Note that Mutants winding up their hand in preparation to grab their main target doesn’t mean anything for the grab mechanics (as in, they don’t get more reach or anything like that), instead what that signals is that they entered a different stage of the charge, which does affect their movement and if they collide with a wall and get stunned (or simply stop after missing).

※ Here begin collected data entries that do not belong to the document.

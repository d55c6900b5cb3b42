use thiserror::Error;

/// Reasons a projection update is skipped.
#[derive(Debug, Clone, Copy, PartialEq, Error)]
pub enum ProjectionError {
    /// The eye sits on, or in front of, the window plane.
    #[error("eye is on or past the window plane (view depth {depth})")]
    EyeOnWindowPlane { depth: f32 },

    #[error("window has no area")]
    DegenerateWindow,

    /// Near plane or aspect could not be read from the host projection.
    #[error("host projection matrix is not a supported perspective projection")]
    UnsupportedHostProjection,

    #[error("projection produced non-finite values")]
    NonFinite,
}
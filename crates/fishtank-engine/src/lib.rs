//! Fishtank engine crate.
//!
//! Head-coupled perspective for a physical "virtual window": face trackers
//! stream eye positions over OSC/UDP, the engine fuses them into one viewer
//! position each frame and turns that into an off-axis projection through the
//! window rectangle.
//!
//! - `tracking`: tracking sources and eye-position fusion
//! - `projection`: window frustum projector and host hooks
//! - `ingest`: OSC decoding and the UDP pose listener
//! - `session`: wiring of the above for one rendering context
//!
//! The platform pieces (`window`, `device`, `render`, `input`, `core`) are a
//! small winit/wgpu host used by the viewer.

pub mod coords;
pub mod logging;
pub mod time;

pub mod ingest;
pub mod projection;
pub mod session;
pub mod tracking;

pub mod core;
pub mod device;
pub mod input;
pub mod render;
pub mod window;
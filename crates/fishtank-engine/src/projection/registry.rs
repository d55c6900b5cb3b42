use std::collections::HashMap;
use std::sync::{Arc, Weak};

use parking_lot::{Mutex, RwLock};

use super::projector::WindowFrustumProjector;

/// Projector shared between the frame update and the host pipeline of one context.
pub type SharedProjector = Arc<RwLock<WindowFrustumProjector>>;

/// Identifies one rendering context (a world, a window, a render graph...).
#[derive(Debug, Copy, Clone, PartialEq, Eq, Hash, PartialOrd, Ord)]
pub struct ContextId(pub u64);

/// One projector per rendering context, held weakly.
///
/// The first request for a context creates its projector. Later requests share
/// it for as long as anyone holds a strong reference; once every holder has
/// dropped it, the next request builds a fresh one.
#[derive(Debug, Default)]
pub struct ProjectorRegistry {
    entries: Mutex<HashMap<ContextId, Weak<RwLock<WindowFrustumProjector>>>>,
}

impl ProjectorRegistry {
    pub fn new() -> Self {
        Self::default()
    }

    pub fn projector_for(&self, context: ContextId) -> SharedProjector {
        let mut entries = self.entries.lock();

        if let Some(existing) = entries.get(&context).and_then(Weak::upgrade) {
            return existing;
        }

        // Opportunistic cleanup of contexts whose projectors are gone.
        entries.retain(|_, weak| weak.strong_count() > 0);

        let projector = Arc::new(RwLock::new(WindowFrustumProjector::new()));
        entries.insert(context, Arc::downgrade(&projector));
        log::debug!("created projector for context {}", context.0);
        projector
    }

    /// Looks up a live projector without creating one.
    pub fn get(&self, context: ContextId) -> Option<SharedProjector> {
        self.entries.lock().get(&context).and_then(Weak::upgrade)
    }

    /// Number of contexts whose projector is still alive.
    pub fn live_contexts(&self) -> usize {
        self.entries
            .lock()
            .values()
            .filter(|weak| weak.strong_count() > 0)
            .count()
    }
}
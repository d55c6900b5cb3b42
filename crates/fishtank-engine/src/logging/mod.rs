//! Logging setup.
//!
//! Everything in the engine logs through the `log` facade; this module only
//! decides which backend receives those records.

mod init;

pub use init::{init_logging, LoggingConfig};
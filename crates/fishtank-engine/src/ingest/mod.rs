//! Pose ingestion over OSC/UDP.
//!
//! Trackers send OSC messages addressed `/face-tracker/<device-id>/<method>`:
//!
//! | method         | arguments        | effect                              |
//! |----------------|------------------|-------------------------------------|
//! | `eye-position` | x, y, z (device) | store world eye position, tracked   |
//! | `lost`         | none             | mark untracked                      |
//! | `gravity`      | x, y, z (device) | level the device (roll and pitch)   |
//!
//! The listener runs on its own thread; every mutation goes through the
//! aggregator lock.

mod dispatch;
mod error;
mod event;
pub mod osc;
mod port;

pub use dispatch::{IngestStats, PoseDispatcher};
pub use error::IngestError;
pub use event::{PoseAddress, PoseEvent};
pub use osc::{OscArg, OscError, OscMessage, OscPacket};
pub use port::{IngestConfig, PoseIngestPort, DEFAULT_PORT};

Correct, though there are some similarities and differences:

  • Hounds:
    • They push players that aren’t the main target. They do this before checking for player collisions, and with a bigger radius than the “collision” radius, making it not that common to get pounced when you’re not the main target. You have to be physically blocked or immediately undo the push force in some way.
    • Like Mutants, they also have a standard radius (0.8) and dodge radius (0.65), and have very similar lag compensation mechanics. One key difference is that the Hound will completely freeze when triggering the lag compensation timer (this is more noticeable when you have lower ping and see a player with higher ping collide with a pouncing Hound).
      • Unlike with Mutants, lag compensation timer is capped to 0.2 seconds. If the player is considered blocking when setting the lag compensation timer, add 0.1 seconds to it regardless of ping, allowing the timer to go up to 0.3 seconds.
    • Besides the usual physics overlap search and dodge radius check (which are done correctly), they also have to check if the player is within a certain angle (except on the frame they start the leap, while still grounded, where angle is ignored).
      • An angle check is also done when their lag compensation timer is up and unfreeze. Effectively checking if you’re right in front of them. This is required along with you being within a radius of 3 units (more than 3 times the size of their non-dodge radius) for them to successfully grab you.
      • There’s no dodge radius check for when the lag compensation timer is up. This along with the big radius mentioned above is why they seemingly magnetize to you after they freeze, especially when you have higher ping. Thing is, you’re expected to use that entire extra time window to do a push action (aiming doesn’t matter if you’re the main target) and push them or even kill them while they’re frozen.
    • Arbites lunging with Break the Line gets an unmentioned unique buff that makes Hound pounces ignore them entirely, and count as dodging against it.
    • They can’t collide with players who are climbing ladders (the lag compensation checks don’t check for this though, but this is intentional).
  • Trappers
    • No lag compensation, at all, in any way. This is why they’re the most unforgiving one not just in terms of the punishment, but on trying to dodge the net in the first place.
      • This is weird given that, unlike Hounds, which are a more complex entity with physics, AI behavior and logics, a collision hitbox, etc, still get frozen in midair, in favor of the player, despite that it can make it look weird for other players. While nets don’t, despite essentially being a completely separate simple entity that is moved by the “shoot net” action and is technically purely visual.
        • This is also why it despawns the moment you interrupt the Trapper. You’re interrupting the action which is what handles everything about it. The net isn’t a separate projectile, it just gets moved by the action in a straight line. But I guess it also makes some sense for it to get deleted when interrupted, since they do pull you in with it, so it has to be attached to their gun.
    • The net also checks using physics overlap with a certain radius (0.5), but it only ever checks the closest player to it while ignoring the rest. It also has a dodge radius (0.35).
      • This means that if the closest player to it is dodging, and outside the dodge radius, other players technically within the net’s radius are ignored. Don’t ever try to play around this though, it’s too precise, but it might explain some weird edge cases you might’ve witnessed.
      • Even after the game has considered you as having dodged the net, and even triggered dodge talents/perks/etc, it’s still able to catch you.
        • This is extra bad when you think about it because it can mean that if you dodge it properly by being outside the dodge radius, but still end within the physics overlap radius by the time you’re not considered dodging, you will be caught.
    • Arbites lunging with Break the Line gets an unmentioned hidden unique buff that makes the net ignore them entirely, and count as dodging against it.
    • The net uses a simple raycast from the center of it to check against geometry to stop, but as stated, used a physics overlap search using a radius against players. This is why they can hit you around corners or so. So long as the net doesn’t hit the wall from its center, it won’t stop, but a player around that corner can easily be within its collision radius.
      • Also, the reason they can catch you within a Psyker dome, is that they check for this at the end of their updating cycle.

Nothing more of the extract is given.